There was a setup for that movie in which Jonah Hill’s Ezra, a white Jew who does a savvy and snarky podcast on Black culture with his best friend, meets Lauren London’s Amira, a woman who is struggling with her own relationship with her father’s strictness about what it means to be a proud Black person and her desire not to be trapped in his Nation of Islam inspired stringency. Both of those characters are brought to life at the beginning of the movie and as they get serious and fall in love.
Amira has her moment of gritting her teeth as Ezra’s over-the-top parents fall over themselves inadvertently other-ing her even as they try to make her welcome. It’s rough, but Ezra’s humor gets us through it. And then there is a promise that the movie will “go there” and reverse field, as Ezra seeks the blessing of Amira’s parents. How will Akbar (Amira’s father played by Eddie Murphy) justify why this particular white Jewish man, culturally competent and deferential when it comes to questions of Black identity, is not good enough for his daughter? But that Ezra, and the movie itself, does not show up to the ill-considered lunch date at a chicken and waffles place.
The Ezra that does appear is a version of Ben Stiller making a fool of himself trying to impress Robert DeNiro in Meet the Parents. Someone who lies about hanging out and playing basketball at the non-existent Langston Hughes Park and makes the conversation about Black icons and how Malcolm X is the Greatest Of All Time. While Akbar and, to a lesser extent, Amira’s mother Fatima, are very harsh, you can hardly blame them for being unimpressed by such an unappealing suitor. And almost everything that follows is just as weak, down to ripping off a White Man Can’t Jump scene of belonging, rather than one that would more clearly highlight Ezra’s authenticity,
But, despite the ways in which I found the cinematic experience lackluster, I do not come to bury You People any more than to praise it. Despite the missed opportunity, it is worth thinking through the very non-fictional challenge at the heart of the story.
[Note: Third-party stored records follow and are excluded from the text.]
//! Agent contract for the hunter
//!
//! Architecture mirrors the battle AI split:
//! - `HunterAgent` trait defines the interface for swappable strategies
//! - `TurnView` is the read-only snapshot the agent sees each call
//! - `Decision` is the only way to influence the game, and it enforces the
//!   per-turn deadline

use std::collections::HashMap;
use std::time::{Duration, Instant};

use crate::core::types::{Direction, Position, Turn};
use crate::game::hunter::HunterState;
use crate::maze::Maze;
use crate::target::TargetKind;

/// What the agent is allowed to know at a given moment
#[derive(Debug, Clone, Copy)]
pub struct TurnView<'a> {
    pub maze: &'a Maze,
    pub hunter: HunterState,
    pub turn: Turn,
    pub target_count: usize,
}

impl<'a> TurnView<'a> {
    pub fn new(maze: &'a Maze, hunter: HunterState, turn: Turn, target_count: usize) -> Self {
        Self {
            maze,
            hunter,
            turn,
            target_count,
        }
    }

    /// Legal hunter moves this turn
    pub fn possible_moves(&self) -> Vec<(Direction, Position)> {
        self.hunter.possible_moves(self.maze)
    }
}

/// Longest decision window; larger limits are clamped to it
const LONGEST_WINDOW: Duration = Duration::from_secs(100 * 365 * 86_400);

/// Deadline-guarded move slot handed to `HunterAgent::decide`
///
/// Commits before the deadline replace earlier ones; commits after it are
/// dropped. The deadline is checked when committing, never preemptively.
#[derive(Debug, Clone)]
pub struct Decision {
    deadline: Instant,
    chosen: Option<Direction>,
}

impl Decision {
    /// A decision window starting now
    pub fn new(time_limit: Duration) -> Self {
        let now = Instant::now();
        let deadline = now
            .checked_add(time_limit.min(LONGEST_WINDOW))
            .unwrap_or(now);
        Self::with_deadline(deadline)
    }

    pub fn with_deadline(deadline: Instant) -> Self {
        Self {
            deadline,
            chosen: None,
        }
    }

    pub fn time_remaining(&self) -> bool {
        Instant::now() < self.deadline
    }

    pub fn remaining(&self) -> Duration {
        self.deadline.saturating_duration_since(Instant::now())
    }

    /// Record `direction` as the move; returns false if the deadline passed
    pub fn commit(&mut self, direction: Direction) -> bool {
        if self.time_remaining() {
            self.chosen = Some(direction);
            true
        } else {
            false
        }
    }

    pub fn chosen(&self) -> Option<Direction> {
        self.chosen
    }
}

/// Trait for hunter decision-making strategies
pub trait HunterAgent {
    /// Short identifier used in logs and summaries
    fn name(&self) -> &str;

    /// Pick a move from this turn's readings (0 = target already captured)
    ///
    /// Only moves committed through `decision` before its deadline count.
    fn decide(&mut self, view: &TurnView, observations: &[u32], decision: &mut Decision);

    /// Target `target` was caught on the hunter's cell
    fn on_captured(&mut self, _target: usize, _view: &TurnView) {}

    /// Target `target` is not on the hunter's cell
    fn on_not_captured(&mut self, _target: usize, _view: &TurnView) {}

    /// Every target has taken its move for this turn
    fn on_targets_moved(&mut self, _view: &TurnView) {}

    /// Belief over where `target` is; non-negative, sums to 1
    fn position_belief(&self, target: usize) -> HashMap<Position, f64>;

    /// Belief over `target`'s behavior kind; non-negative, sums to 1
    fn kind_belief(&self, target: usize) -> HashMap<TargetKind, f64>;
}

/// Uniform distribution over every behavior kind
pub fn uniform_kind_belief() -> HashMap<TargetKind, f64> {
    let p = 1.0 / TargetKind::ALL.len() as f64;
    TargetKind::ALL.into_iter().map(|kind| (kind, p)).collect()
}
The signature scene in the movie very clumsily glances off the central conflict. Ezra and Amira sit at the opposite end of a dinner table at her family’s home with their parents sitting in between. The conversation descends into what is glibly called the Oppression Olympics with the heavyweight bout between Slavery and the Holocaust and an undercard about what it means to respect the toxic antisemite, Louis Farrakhan.
It’s not a funny setup, nor a new one, but one that could have paid off by a careful distinction between the challenge of Ezra’s parents wanting so much to welcome Amira and her parents trying to hold the line against assimilating into a white culture that has been relentless in taking advantage of Black people. And at the center is that, as Jewish liberals, Ezra’s parents can’t see themselves as white and that, as a devotee of the Nation of Islam, Akbar not only sees these Jews as white but even more representative of those who do not realize how much they benefit from being white. Also, not a funny set up but with one more ingredient it could have been worthwhile.
Instead of hiding behind their napkins hoping to be swallowed by the carpet or, in the case of Ezra, pretending that he thinks Farrakhan is also the GOAT, the couple could have added their own voice to the mix; they could have expressed what it means to intertwine these two worlds with integrity, recognizing generational differences as well as learning from each other.
There is one character who delivers the goods throughout the whole movie, though, and she spits wisdom with fire. Mo, played by the incredible Sam Jay, is Ezra’s best friend and podcast partner. She tells him that the way she sees it: Black people see white people like a woman who had been cheated on sees the man who did it. You can work hard to make amends, try to mollify even win some forgiveness, but she will always know what you did and never look at you without thinking of how much you hurt her. That’s how deep the mistrust is. Tough words. A lot to think through. If only there was a movie that did just that.